Auf der anderen Seite stehen Marken, die versuchen, kulturelle Relevanz durch oberflächliche Aneignung von Trends zu erreichen. Es ist faszinierend zu sehen, wie präzise diese Generation ihre kulturellen Antennen ausgerichtet hat – sie spürt sofort, wenn eine Marke lediglich Trends kopiert, ohne deren tiefere Bedeutung wirklich verstanden zu haben. Das Resultat ist fatal: Statt Nähe zu schaffen, führen solche oberflächlichen Versuche eher zur aktiven Ablehnung der Marke. Diese überdurchschnittliche Sensibilität für authentische kulturelle Teilhabe ist mittlerweile eines der prägendsten Merkmale im Konsumverhalten der unter 25-Jährigen.

Die unbequeme Wahrheit: Kultur kann man nicht kontrollieren

Vielleicht der wichtigste Insight für Marketingverantwortliche: Kulturelle Relevanz bedeutet, einen Teil der Kontrolle abzugeben. In der Gen Z-Ära gehören Marken nicht mehr den Unternehmen – sie gehören den Communities, die sie nutzen und interpretieren. Dies erfordert Mut und eine neue Form der Markenführung: weniger Kontrolle, mehr Mitbestimmung; weniger Monolog, mehr Dialog.

Der Weg nach vorn

Als Kommunikationsexpertin sehe ich, dass die erfolgreichsten Marken längst verstanden haben, dass Kulturrelevanz kein isoliertes Marketingprojekt sein kann. Sie haben die kulturelle Sensibilität in ihrer gesamten Organisationsstruktur verankert.

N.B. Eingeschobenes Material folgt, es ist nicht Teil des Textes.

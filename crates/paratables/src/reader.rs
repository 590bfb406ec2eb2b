//! The reader front end.
//!
//! A [`Reader`] owns the request and notification queues, a pool of forked
//! worker processes, the pending-request table, and the dispatch thread that
//! wakes requests as notifications arrive. A monitor thread joins the
//! workers and pushes the closed sentinel once they have all exited, which
//! is what lets the dispatch thread drain and stop.

use std::collections::HashMap;
use std::path::{Path, PathBuf};
use std::sync::atomic::{AtomicBool, AtomicU64, Ordering};
use std::sync::{Arc, Mutex};
use std::thread::JoinHandle;
use std::time::Duration;

use log::{debug, error, warn};
use shmring::{SharedEvent, SharedQueue};

use crate::adapter::{DataNode, FileAdapter};
use crate::dataset::Dataset;
use crate::error::{Error, Result};
use crate::ops::Op;
use crate::request::{FailureNote, Request};
use crate::stage::StageSource;
use crate::wire::{self, Notification, RequestDetails, RequestMsg};
use crate::worker::{self, WorkerContext, KEY_TAIL_BYTES};

/// Conservative allowance for descriptor framing when deciding whether a
/// key still fits a request-queue slot alongside its descriptor.
const DESCRIPTOR_SLACK: usize = 50;

/// Queue geometry and worker-pool settings.
#[derive(Debug, Clone)]
pub struct ReaderConfig {
    /// Number of worker processes.
    pub n_procs: usize,
    /// Blocks per shared queue.
    pub queue_slots: usize,
    /// Payload bytes per queue block.
    pub queue_elem: usize,
    /// Consumer-side heartbeat period.
    pub heartbeat: Duration,
}

impl Default for ReaderConfig {
    fn default() -> Self {
        Self {
            n_procs: 4,
            queue_slots: 50,
            queue_elem: 1024,
            heartbeat: Duration::from_millis(100),
        }
    }
}

impl ReaderConfig {
    pub fn with_n_procs(mut self, n_procs: usize) -> Self {
        self.n_procs = n_procs;
        self
    }

    pub fn with_queue_slots(mut self, slots: usize) -> Self {
        self.queue_slots = slots;
        self
    }

    pub fn with_heartbeat(mut self, heartbeat: Duration) -> Self {
        self.heartbeat = heartbeat;
        self
    }
}

/// Events delivered to the completion callback from the dispatch thread.
pub enum ReaderEvent {
    /// A request completed; its result is ready to consume.
    Completed(Request),
    /// The reader is shutting down; no further events will arrive.
    Closed,
}

/// Completion callback type.
pub type NotifyFn = dyn Fn(ReaderEvent) + Send + Sync;

struct ReaderCore<A: FileAdapter> {
    path: PathBuf,
    opts: A::Options,
    requests: SharedQueue,
    notifications: SharedQueue,
    next_req_id: AtomicU64,
    closed: AtomicBool,
    stop: SharedEvent,
    pending: Mutex<HashMap<u64, Request>>,
    notify_cb: Option<Box<NotifyFn>>,
    pids: Vec<libc::pid_t>,
    dispatch: Mutex<Option<JoinHandle<()>>>,
    monitor: Mutex<Option<JoinHandle<()>>>,
}

impl<A: FileAdapter> ReaderCore<A> {
    /// Mark closed and push the sentinel, once. The put is bounded so a
    /// wedged queue (every worker gone, queue full) cannot hang teardown.
    fn close_queues(&self) {
        if !self.closed.swap(true, Ordering::SeqCst) {
            let closed = wire::encode_request(&RequestMsg::QueueClosed);
            if let Err(e) = self.requests.put(&closed, true, Some(Duration::from_secs(5))) {
                warn!("could not enqueue the closed sentinel: {e}");
            }
        }
    }

    fn drain_pending(&self) -> Vec<Request> {
        self.pending
            .lock()
            .unwrap()
            .drain()
            .map(|(_, req)| req)
            .collect()
    }
}

/// Provides parallel random access to datasets in one container file.
pub struct Reader<A: FileAdapter> {
    core: Arc<ReaderCore<A>>,
}

impl<A: FileAdapter> Reader<A> {
    /// Open a reader over `path` with default settings.
    pub fn open(path: impl AsRef<Path>) -> Result<Self> {
        Self::with_config(path, ReaderConfig::default(), None, A::Options::default())
    }

    /// Open a reader with explicit configuration, an optional completion
    /// callback, and adapter open options.
    pub fn with_config(
        path: impl AsRef<Path>,
        config: ReaderConfig,
        notify_cb: Option<Box<NotifyFn>>,
        opts: A::Options,
    ) -> Result<Self> {
        let path = path.as_ref().to_owned();
        let requests =
            SharedQueue::with_heartbeat(config.queue_elem, config.queue_slots, config.heartbeat)?;
        let notifications =
            SharedQueue::with_heartbeat(config.queue_elem, config.queue_slots, config.heartbeat)?;
        let stop = SharedEvent::new()?;

        let ctx = WorkerContext::<A> {
            path: path.clone(),
            opts: opts.clone(),
            requests: requests.clone(),
            notifications: notifications.clone(),
            stop: stop.clone(),
        };

        let mut pids = Vec::with_capacity(config.n_procs);
        for _ in 0..config.n_procs {
            // SAFETY: the child only runs the worker loop over fork-inherited
            // queue handles and exits without unwinding into parent state.
            let pid = unsafe { libc::fork() };
            if pid < 0 {
                // Children forked so far must still wind down.
                stop.set();
                return Err(std::io::Error::last_os_error().into());
            }
            if pid == 0 {
                // A panicking worker must not unwind into the parent's state
                // the child inherited.
                let _ = std::panic::catch_unwind(std::panic::AssertUnwindSafe(|| {
                    worker::run::<A>(&ctx);
                }));
                // SAFETY: child process exit; parent destructors must not run.
                unsafe { libc::_exit(0) };
            }
            debug!("started worker process {pid}");
            pids.push(pid);
        }

        // The monitor joins every worker, then tells the dispatch thread the
        // notification stream is over.
        let monitor = {
            let notifications = notifications.clone();
            let pids = pids.clone();
            std::thread::Builder::new()
                .name("paratables-monitor".into())
                .spawn(move || {
                    for pid in pids {
                        let mut status = 0;
                        // SAFETY: pid is a child of this process.
                        let rc = unsafe { libc::waitpid(pid, &mut status, 0) };
                        if rc != pid {
                            warn!("waitpid({pid}) returned {rc}");
                        }
                    }
                    let closed = wire::encode_notification(&Notification::QueueClosed);
                    if let Err(e) = notifications.put(&closed, true, None) {
                        warn!("monitor could not push the closed sentinel: {e}");
                    }
                })?
        };

        let core = Arc::new(ReaderCore {
            path,
            opts,
            requests,
            notifications,
            next_req_id: AtomicU64::new(0),
            closed: AtomicBool::new(false),
            stop,
            pending: Mutex::new(HashMap::new()),
            notify_cb,
            pids,
            dispatch: Mutex::new(None),
            monitor: Mutex::new(Some(monitor)),
        });

        let dispatch = {
            let core = Arc::clone(&core);
            std::thread::Builder::new()
                .name("paratables-dispatch".into())
                .spawn(move || dispatch_loop(&core))?
        };
        *core.dispatch.lock().unwrap() = Some(dispatch);

        Ok(Self { core })
    }

    /// Probe a dataset and return a proxy for building ops against it.
    pub fn get_dataset(&self, path: &str) -> Result<Dataset> {
        let mut file = A::open(&self.core.path, &self.core.opts)?;
        let node = file.node(path)?;
        Ok(Dataset::new(
            path,
            node.dtype().clone(),
            node.shape().to_vec(),
            node.is_table(),
        ))
    }

    /// Queue a read operation. The result lands in a stage acquired from
    /// `stage` (a [`Stage`](crate::Stage) fails fast when busy; a
    /// [`StagePool`](crate::StagePool) blocks until one frees up).
    pub fn request(&self, op: impl Into<Op>, stage: &impl StageSource) -> Result<Request> {
        if self.core.closed.load(Ordering::Acquire) {
            return Err(Error::ReaderClosed);
        }
        let op = op.into();
        let hold = stage.acquire_hold()?;

        let key = wire::encode_op(&op);
        let stage_size = hold.buffer().size_nbytes();
        // Key placement rule: a key too large for a queue slot (plus
        // descriptor framing) but small enough for the stage travels in the
        // stage's trailing bytes instead of the side channel.
        let key_in_stage = self.core.requests.elem_size() < key.len() + DESCRIPTOR_SLACK
            && key.len() + KEY_TAIL_BYTES <= stage_size;

        let req_id = self.core.next_req_id.fetch_add(1, Ordering::SeqCst);
        let details = RequestDetails {
            req_id,
            map_id: hold.buffer().name().to_owned(),
            size_nbytes: stage_size as u64,
            key: if key_in_stage { None } else { Some(key.clone()) },
        };

        if key_in_stage {
            let mut guard = hold.buffer().get_direct()?;
            let bytes = guard.as_mut_slice();
            let end = bytes.len() - KEY_TAIL_BYTES;
            bytes[end..].copy_from_slice(&(key.len() as u32).to_ne_bytes());
            bytes[end - key.len()..end].copy_from_slice(&key);
        }

        let req = Request::new(req_id, hold);
        self.core
            .pending
            .lock()
            .unwrap()
            .insert(req_id, req.clone());
        self.core
            .requests
            .put_async(&wire::encode_request(&RequestMsg::Details(details)));
        Ok(req)
    }

    /// Close the reader: no new requests, in-flight requests still complete.
    /// With `wait`, block until the dispatch thread has drained.
    pub fn close(&self, wait: bool) {
        self.core.close_queues();
        if wait {
            if let Some(handle) = self.core.dispatch.lock().unwrap().take() {
                let _ = handle.join();
            }
        }
    }

    /// Stop the reader: close, then make workers exit at their next request
    /// timeout. Pending requests fail with the queue-closed error.
    pub fn stop(&self) {
        self.close(false);
        self.core.stop.set();
    }

    /// Worker process ids, for monitoring.
    pub fn worker_pids(&self) -> &[libc::pid_t] {
        &self.core.pids
    }
}

impl<A: FileAdapter> Drop for Reader<A> {
    fn drop(&mut self) {
        self.stop();
        if let Some(handle) = self.core.monitor.lock().unwrap().take() {
            let _ = handle.join();
        }
        if let Some(handle) = self.core.dispatch.lock().unwrap().take() {
            let _ = handle.join();
        }
    }
}

/// The dispatch loop: pop notifications, wake requests.
fn dispatch_loop<A: FileAdapter>(core: &Arc<ReaderCore<A>>) {
    loop {
        let decoded = match core.notifications.get_direct(true, None) {
            Ok(slot) => wire::decode_notification(slot.bytes()),
            Err(e) => {
                error!("notification queue failed: {e}");
                for req in core.drain_pending() {
                    req.fail(FailureNote::queue_closed());
                }
                return;
            }
        };
        let msg = match decoded {
            Ok(msg) => msg,
            Err(e) => {
                warn!("undecodable notification: {e}");
                continue;
            }
        };

        match msg {
            Notification::Done {
                req_id,
                dtype,
                shape,
            } => {
                let req = core.pending.lock().unwrap().remove(&req_id);
                match req {
                    Some(req) => {
                        req.fulfill(dtype, shape);
                        if let Some(cb) = &core.notify_cb {
                            cb(ReaderEvent::Completed(req));
                        }
                    }
                    None => warn!("completion for unknown request {req_id}"),
                }
            }
            Notification::Failed {
                req_id: Some(req_id),
                kind,
                message,
                trace,
            } => {
                let req = core.pending.lock().unwrap().remove(&req_id);
                match req {
                    Some(req) => req.fail(FailureNote {
                        kind,
                        message,
                        trace,
                    }),
                    None => warn!("failure for unknown request {req_id}: {message}"),
                }
            }
            Notification::Failed {
                req_id: None,
                kind,
                message,
                trace,
            } => {
                // A worker died before it could tie the failure to a
                // request. Nothing can complete reliably after this.
                error!("worker failed outside request handling: {message}");
                for req in core.drain_pending() {
                    req.fail(FailureNote {
                        kind,
                        message: message.clone(),
                        trace: trace.clone(),
                    });
                }
                core.close_queues();
            }
            Notification::QueueClosed => {
                if let Some(cb) = &core.notify_cb {
                    cb(ReaderEvent::Closed);
                }
                for req in core.drain_pending() {
                    req.fail(FailureNote::queue_closed());
                }
                return;
            }
        }
    }
}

Eine ehrliche Bestandsaufnahme ist der erste Schritt: Wo steht eine Marke im kulturellen Kontext ihrer Zielgruppe? Welche authentischen Verbindungspunkte gibt es zwischen der Markengeschichte und aktuellen kulturellen Strömungen?

Der Kampf um kulturelle Relevanz ist kein taktischer Sprint, sondern ein strategischer Marathon – aber einer, der über die Existenzberechtigung von Marken in der Zukunft entscheidet. Wer jetzt anfängt, authentisch Teil relevanter Kulturräume zu werden, sichert sich einen Platz im Leben der Gen Z – und damit letztlich am Markt von morgen.

Landkarte quadratisch

Unsere Brand Practice

Sie brauchen Unterstützung bei der Einordnung und strategischen Positionierung Ihrer Marke? Wir unterstützen Sie gerne.

Sprechen Sie uns gerne an.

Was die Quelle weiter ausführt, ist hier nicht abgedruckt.